Name that fume
One of my best residential clients has a problem concerning the air quality in his home that I completely renovated in 1988. The house was gutted and refitted with insulated windows and doors, extra kraftfaced batts were installed everywhere possible, and Benjamin Moore primer/sealer and finish coats cover the walls and the ceilings. We made a conscious effort to avoid materials that might trouble the owner and his many allergies. The problem is on the first floor where we vaulted the ceilings and installed double- and triple-ganged skylights. On warm spring days, with no HVAC equipment active, a strange smell, something like new rubber floor mats or plastic trash-can liners, is very evident in these rooms. With the central air conditioning in use, the smell eventually disappears. The odor is not a stale one that you would normally associate with stagnant air; the owner describes it as “an ozone smell.”
I have been there on a bright, spring day and checked an area on the oak floor to see if the direct sunlight was affecting the stain and Glitza finish, but that wasn’t it. The operable skylights were checked for mildew, and we closely inspected the attic and the crawl space for animals, vegetables, minerals, etc. It is odd to me that this problem only recently came up, whereas the owners have been living there for three years with no problem. What could be causing this odor?
Robert Jackson, Atlanta, GA
Dave Menicucci, research engineer at Sandia National Laboratories in Albuquerque, New Mexico, replies: Most odors in residential buildings come from cooking, combustion, outgassing (the release of gases from solids or liquids), malfunctioning appliances or building systems and decaying organics. Cooking and combustion (especially from smoking) are the primary sources of pollution and odor in residential buildings. Cooking can produce strong odors that may last for days. Particulates from combustion may permeate fabrics and furniture, causing odors that can only be removed by washing.
Odors from decaying organic material usually originate in garbage cans; however, occasionally small animals may become trapped in an obscure area of a home and die. The animal carcass may be difficult to locate, and odors may linger for months.
Sometimes odors come from malfunctioning appliances or building systems, as well as from outgassing. Condensate drain pans under refrigerators that hold water for long periods of time cause mildew and mold odors. Sewer gases can creep into homes through traps that have dried out from nonuse. Pouring about a quart of water down the drain to refill the trap solves this problem. Outgassing occurs in new fabrics and wood products. Paints and varnishes may outgas for weeks after they are applied. Enclosed surfaces, such as the interior walls of cabinets, may outgas even longer. Resins used in fiberboard products also outgas for a long time. These outgases may also react with other gases to create different odors in the home. For example, the gases released from curing polyurethane may react with the odorant in natural gas to create a unique and undesirable odor. Because the kitchen is the most likely room to have open gas flames, the odor may seem to originate there.
You can deal with an odor by eliminating its source after some investigative sniffing or by diluting the odorant with outside air from open windows and doors. These are two simple and cheap methods.
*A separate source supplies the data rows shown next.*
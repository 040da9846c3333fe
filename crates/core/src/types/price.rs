//! Prices in integer minor currency units.
//!
//! The backend stores every price as a whole number of cents. Conversion to a
//! decimal amount happens only for display.

use rust_decimal::Decimal;
use serde::{Deserialize, Serialize};

/// A price expressed in minor currency units (cents).
#[derive(Debug, Clone, Copy, PartialEq, Eq, PartialOrd, Ord, Hash, Serialize, Deserialize, Default)]
#[serde(transparent)]
pub struct Price(u64);

impl Price {
    /// Create a price from a number of cents.
    #[must_use]
    pub const fn from_minor_units(cents: u64) -> Self {
        Self(cents)
    }

    /// Number of cents.
    #[must_use]
    pub const fn minor_units(&self) -> u64 {
        self.0
    }

    /// Amount in major units (dollars) as an exact decimal.
    #[must_use]
    pub fn as_decimal(&self) -> Decimal {
        Decimal::from_i128_with_scale(i128::from(self.0), 2)
    }

    /// Format for display, e.g. `$19.99`.
    #[must_use]
    pub fn display(&self) -> String {
        format!("${:.2}", self.as_decimal())
    }
}

impl From<u64> for Price {
    fn from(cents: u64) -> Self {
        Self(cents)
    }
}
Air filters, which remove particulates, and activated charcoal filters, which absorb organic gases and vapors, will eliminate airborne agents that cause odors, but these systems are often expensive to install and maintain. Finally, masking the odor with a deodorant is the least desirable solution because it adds a new gas to the environment, which may cause problems.
Your client says the problem has only recently occurred, even though the construction was completed three years ago. This suggests that the odor is not related to the building materials you used. Outgassing from these materials would have been most intense just after construction and would have been noticeable immediately.
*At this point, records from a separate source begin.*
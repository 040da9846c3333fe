//! Display data for templates and the view-local derivations behind it.
//!
//! Everything here is pure: handlers resolve queries through
//! [`crate::sync::QueryClient`] and hand the snapshots to these functions.

use handmade_market_core::{
    Category, CustomOrderRequest, Product, ProductId, Review, Shop, ShopId, average_rating,
};

/// Number of products shown on the home page.
pub const FEATURED_PRODUCTS: usize = 8;

/// Number of shops shown on the home page.
pub const FEATURED_SHOPS: usize = 3;

/// Tags shown on a product card.
const CARD_TAGS: usize = 2;

/// Stars in the rating display.
pub const MAX_STARS: u64 = 5;

/// Product summary for grids.
#[derive(Clone)]
pub struct ProductCardView {
    pub id: ProductId,
    pub name: String,
    pub description: String,
    pub tags: Vec<String>,
    pub price: String,
    pub image_url: Option<String>,
}

impl From<&Product> for ProductCardView {
    fn from(product: &Product) -> Self {
        Self {
            id: product.id,
            name: product.name.clone(),
            description: product.description.clone(),
            tags: product.tags.iter().take(CARD_TAGS).cloned().collect(),
            price: product.price.display(),
            image_url: product.image_url(),
        }
    }
}

/// Full product display data.
#[derive(Clone)]
pub struct ProductDetailView {
    pub id: ProductId,
    pub shop_id: ShopId,
    pub name: String,
    pub description: String,
    pub story: Option<String>,
    pub tags: Vec<String>,
    pub price: String,
    pub image_url: Option<String>,
}

impl From<&Product> for ProductDetailView {
    fn from(product: &Product) -> Self {
        Self {
            id: product.id,
            shop_id: product.shop_id,
            name: product.name.clone(),
            description: product.description.clone(),
            story: product.story.clone().filter(|s| !s.trim().is_empty()),
            tags: product.tags.clone(),
            price: product.price.display(),
            image_url: product.image_url(),
        }
    }
}

#[derive(Clone)]
pub struct ShopView {
    pub id: ShopId,
    pub name: String,
    pub description: String,
    pub announcements: Vec<String>,
}

impl From<&Shop> for ShopView {
    fn from(shop: &Shop) -> Self {
        Self {
            id: shop.id,
            name: shop.name.clone(),
            description: shop.description.clone(),
            announcements: shop.announcements.clone(),
        }
    }
}

#[derive(Clone)]
pub struct CategoryView {
    pub id: String,
    pub name: String,
}

impl From<&Category> for CategoryView {
    fn from(category: &Category) -> Self {
        Self {
            id: category.id.to_string(),
            name: category.name.clone(),
        }
    }
}

#[derive(Clone)]
pub struct ReviewView {
    pub rating: u64,
    pub date: String,
    pub comment: String,
    pub photo_urls: Vec<String>,
}

impl From<&Review> for ReviewView {
    fn from(review: &Review) -> Self {
        Self {
            rating: review.rating,
            date: review
                .created_at()
                .map(|t| t.format("%b %-d, %Y").to_string())
                .unwrap_or_default(),
            comment: review.comment.clone(),
            photo_urls: review.photo_urls(),
        }
    }
}

/// Aggregate shown above the review list.
#[derive(Clone)]
pub struct ReviewSummary {
    /// Average rounded to the nearest whole star.
    pub stars: u64,
    /// e.g. `4.5 out of 5 (2 reviews)`
    pub label: String,
}

/// Summary for a review list, `None` when there are no reviews.
#[must_use]
#[allow(
    clippy::cast_possible_truncation,
    clippy::cast_sign_loss // averages of u64 ratings are non-negative
)]
pub fn review_summary(reviews: &[Review]) -> Option<ReviewSummary> {
    let average = average_rating(reviews)?;
    Some(ReviewSummary {
        stars: average.round() as u64,
        label: format!(
            "{average:.1} out of 5 ({})",
            pluralize(reviews.len(), "review", "reviews")
        ),
    })
}

#[derive(Clone)]
pub struct CustomOrderView {
    pub id: String,
    pub shop_id: ShopId,
    pub shop_name: Option<String>,
    pub description: String,
    pub status: String,
    pub open: bool,
    pub date: String,
}

impl CustomOrderView {
    #[must_use]
    pub fn new(order: &CustomOrderRequest, shops: &[Shop]) -> Self {
        let status = order.status();
        Self {
            id: order.id.to_string(),
            shop_id: order.shop_id,
            shop_name: find_shop(shops, order.shop_id).map(|s| s.name.clone()),
            description: order.description.clone(),
            status: status.label().to_string(),
            open: status.is_open(),
            date: chrono::DateTime::from_timestamp(order.timestamp.div_euclid(1_000_000_000), 0)
                .map(|t| t.format("%b %-d, %Y").to_string())
                .unwrap_or_default(),
        }
    }
}

// =============================================================================
// Derivations
// =============================================================================

/// Products tagged with the category's name (exact, case-sensitive).
#[must_use]
pub fn products_in_category<'a>(products: &'a [Product], category: &Category) -> Vec<&'a Product> {
    products
        .iter()
        .filter(|p| p.has_tag(&category.name))
        .collect()
}

/// Products listed by a shop.
#[must_use]
pub fn products_in_shop(products: &[Product], shop_id: ShopId) -> Vec<&Product> {
    products.iter().filter(|p| p.shop_id == shop_id).collect()
}

/// Products whose IDs are on the wishlist, in catalog order.
///
/// IDs without a matching product are dropped.
#[must_use]
pub fn products_in_wishlist<'a>(
    products: &'a [Product],
    wishlist: &[ProductId],
) -> Vec<&'a Product> {
    products
        .iter()
        .filter(|p| wishlist.contains(&p.id))
        .collect()
}

#[must_use]
pub fn find_product(products: &[Product], id: ProductId) -> Option<&Product> {
    products.iter().find(|p| p.id == id)
}

#[must_use]
pub fn find_shop(shops: &[Shop], id: ShopId) -> Option<&Shop> {
    shops.iter().find(|s| s.id == id)
}

#[must_use]
pub fn find_category(
    categories: &[Category],
    id: handmade_market_core::CategoryId,
) -> Option<&Category> {
    categories.iter().find(|c| c.id == id)
}

/// `1 item` / `3 items`.
#[must_use]
pub fn pluralize(count: usize, singular: &str, plural: &str) -> String {
    if count == 1 {
        format!("{count} {singular}")
    } else {
        format!("{count} {plural}")
    }
}

/// Card views for a slice of product references.
#[must_use]
pub fn cards(products: &[&Product]) -> Vec<ProductCardView> {
    products.iter().map(|p| ProductCardView::from(*p)).collect()
}

#[cfg(test)]
#[allow(clippy::unwrap_used)]
mod tests {
    use handmade_market_core::{CategoryId, Price, Principal, ReviewId};

    use super::*;

    fn product(id: u64, shop: u64, tags: &[&str]) -> Product {
        Product {
            id: ProductId::new(id),
            shop_id: ShopId::new(shop),
            name: format!("Product {id}"),
            tags: tags.iter().map(ToString::to_string).collect(),
            description: String::new(),
            story: None,
            image: None,
            price: Price::from_minor_units(2500),
        }
    }

    fn review(rating: u64) -> Review {
        Review {
            id: ReviewId::new(rating),
            user_id: Principal::parse("alice").unwrap(),
            product_id: ProductId::new(1),
            comment: "Nice".to_string(),
            timestamp: 1_700_000_000_000_000_000,
            rating,
            photos: Vec::new(),
        }
    }

    #[test]
    fn test_category_filter_is_exact_and_case_sensitive() {
        let products = vec![
            product(1, 1, &["Ceramics", "Handmade"]),
            product(2, 1, &["Textiles"]),
            product(3, 1, &["ceramics"]),
        ];
        let category = Category {
            id: CategoryId::new(1),
            name: "Ceramics".to_string(),
        };
        let ids: Vec<u64> = products_in_category(&products, &category)
            .iter()
            .map(|p| p.id.as_u64())
            .collect();
        assert_eq!(ids, vec![1]);
    }

    #[test]
    fn test_shop_and_wishlist_filters() {
        let products = vec![product(1, 1, &[]), product(2, 2, &[]), product(3, 1, &[])];
        assert_eq!(products_in_shop(&products, ShopId::new(1)).len(), 2);

        let wishlist = vec![ProductId::new(3), ProductId::new(99)];
        let saved = products_in_wishlist(&products, &wishlist);
        assert_eq!(saved.len(), 1);
        assert_eq!(saved[0].id, ProductId::new(3));
    }

    #[test]
    fn test_review_summary() {
        assert!(review_summary(&[]).is_none());

        let summary = review_summary(&[review(5), review(4)]).unwrap();
        assert_eq!(summary.label, "4.5 out of 5 (2 reviews)");
        assert_eq!(summary.stars, 5);

        let summary = review_summary(&[review(3)]).unwrap();
        assert_eq!(summary.label, "3.0 out of 5 (1 review)");
    }

    #[test]
    fn test_pluralize() {
        assert_eq!(pluralize(0, "item", "items"), "0 items");
        assert_eq!(pluralize(1, "item", "items"), "1 item");
        assert_eq!(pluralize(2, "item", "items"), "2 items");
    }

    #[test]
    fn test_card_view() {
        let card = ProductCardView::from(&product(1, 1, &["a", "b", "c"]));
        assert_eq!(card.tags, vec!["a", "b"]);
        assert_eq!(card.price, "$25.00");
        assert!(card.image_url.is_none());
    }

    #[test]
    fn test_review_date() {
        let view = ReviewView::from(&review(4));
        assert_eq!(view.date, "Nov 14, 2023");
    }
}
Second, you say the odor smells like rubber or plastic trash-can liners. Both of these odors are typical of outgassing plastics or treated fabrics.
Third, the odor is apparently more acute on warm days. Heat can accelerate outgassing from new furniture or from decaying organics, both of which could have been added to the environment recently.
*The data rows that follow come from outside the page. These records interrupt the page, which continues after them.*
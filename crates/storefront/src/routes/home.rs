//! Home page: hero, categories, featured products and featured shops.

use askama::Template;
use askama_web::WebTemplate;
use axum::{
    extract::{Query, State},
    response::{IntoResponse, Response},
};
use tracing::instrument;

use super::fragment::{Layout, RefetchQuery, SkeletonTemplate, resolve};
use crate::filters;
use crate::middleware::{CspNonce, OptionalIdentity};
use crate::state::AppState;
use crate::views::{
    self, CategoryView, FEATURED_PRODUCTS, FEATURED_SHOPS, ProductCardView, ShopView,
};

const CATEGORIES_SRC: &str = "/fragments/categories";
const FEATURED_PRODUCTS_SRC: &str = "/fragments/products/featured";
const FEATURED_SHOPS_SRC: &str = "/fragments/shops/featured";

/// Home page shell.
#[derive(Template, WebTemplate)]
#[template(path = "home.html")]
pub struct HomeTemplate {
    pub layout: Layout,
    pub categories: SkeletonTemplate,
    pub products: SkeletonTemplate,
    pub shops: SkeletonTemplate,
}

#[derive(Template, WebTemplate)]
#[template(path = "fragments/categories.html")]
pub struct CategoriesTemplate {
    pub categories: Vec<CategoryView>,
}

#[derive(Template, WebTemplate)]
#[template(path = "fragments/featured_products.html")]
pub struct FeaturedProductsTemplate {
    pub products: Vec<ProductCardView>,
}

#[derive(Template, WebTemplate)]
#[template(path = "fragments/featured_shops.html")]
pub struct FeaturedShopsTemplate {
    pub shops: Vec<ShopView>,
}

/// Display the home page shell.
#[instrument(skip_all)]
pub async fn home(
    OptionalIdentity(identity): OptionalIdentity,
    nonce: CspNonce,
) -> impl IntoResponse {
    HomeTemplate {
        layout: Layout::new(nonce, identity.as_ref()),
        categories: SkeletonTemplate::load(CATEGORIES_SRC, 4),
        products: SkeletonTemplate::load(FEATURED_PRODUCTS_SRC, FEATURED_PRODUCTS),
        shops: SkeletonTemplate::load(FEATURED_SHOPS_SRC, FEATURED_SHOPS),
    }
}

/// Categories grid (HTMX).
#[instrument(skip(state))]
pub async fn categories(
    State(state): State<AppState>,
    Query(query): Query<RefetchQuery>,
) -> Response {
    let read = state.queries().categories(query.refetch).await;
    let categories = match resolve(read, CATEGORIES_SRC, "Failed to load categories", 4) {
        Ok(categories) => categories,
        Err(response) => return response,
    };

    CategoriesTemplate {
        categories: categories.iter().map(CategoryView::from).collect(),
    }
    .into_response()
}

/// First products of the catalog (HTMX).
#[instrument(skip(state))]
pub async fn featured_products(
    State(state): State<AppState>,
    Query(query): Query<RefetchQuery>,
) -> Response {
    let read = state.queries().products(query.refetch).await;
    let products = match resolve(
        read,
        FEATURED_PRODUCTS_SRC,
        "Failed to load products",
        FEATURED_PRODUCTS,
    ) {
        Ok(products) => products,
        Err(response) => return response,
    };

    let featured: Vec<_> = products.iter().take(FEATURED_PRODUCTS).collect();
    FeaturedProductsTemplate {
        products: views::cards(&featured),
    }
    .into_response()
}

/// First shops of the marketplace (HTMX).
///
/// The section stays hidden when the shop list cannot be shown.
#[instrument(skip(state))]
pub async fn featured_shops(
    State(state): State<AppState>,
    Query(query): Query<RefetchQuery>,
) -> Response {
    let read = state.queries().shops(query.refetch).await;
    let shops = match resolve(read, FEATURED_SHOPS_SRC, "Failed to load shops", FEATURED_SHOPS) {
        Ok(shops) => shops,
        Err(response) => return response,
    };

    FeaturedShopsTemplate {
        shops: shops.iter().take(FEATURED_SHOPS).map(ShopView::from).collect(),
    }
    .into_response()
}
Fourth, you say the odor disappears soon after the ventilation system kicks in. Occasionally, a very dirty electronic air cleaner will produce electric arcing that creates ozone, an odoriferous gas. Also, insects sometimes crawl onto the high-voltage plates of the air cleaner and are burned, creating short-lived odors throughout the house. Obviously, the existing air-conditioning system and the electronic air cleaner are not sources of the problem.
Based on the evidence, outgassing seems the most likely source of the odor. I’d ask your client if he’s added something new to the environment, such as furniture or treated fabrics. If so, he should temporarily remove the new material to see if it is causing the odor.
If this doesn’t solve the problem, then additional investigation should be conducted. You may need to consult an environmental expert to test the air in the house.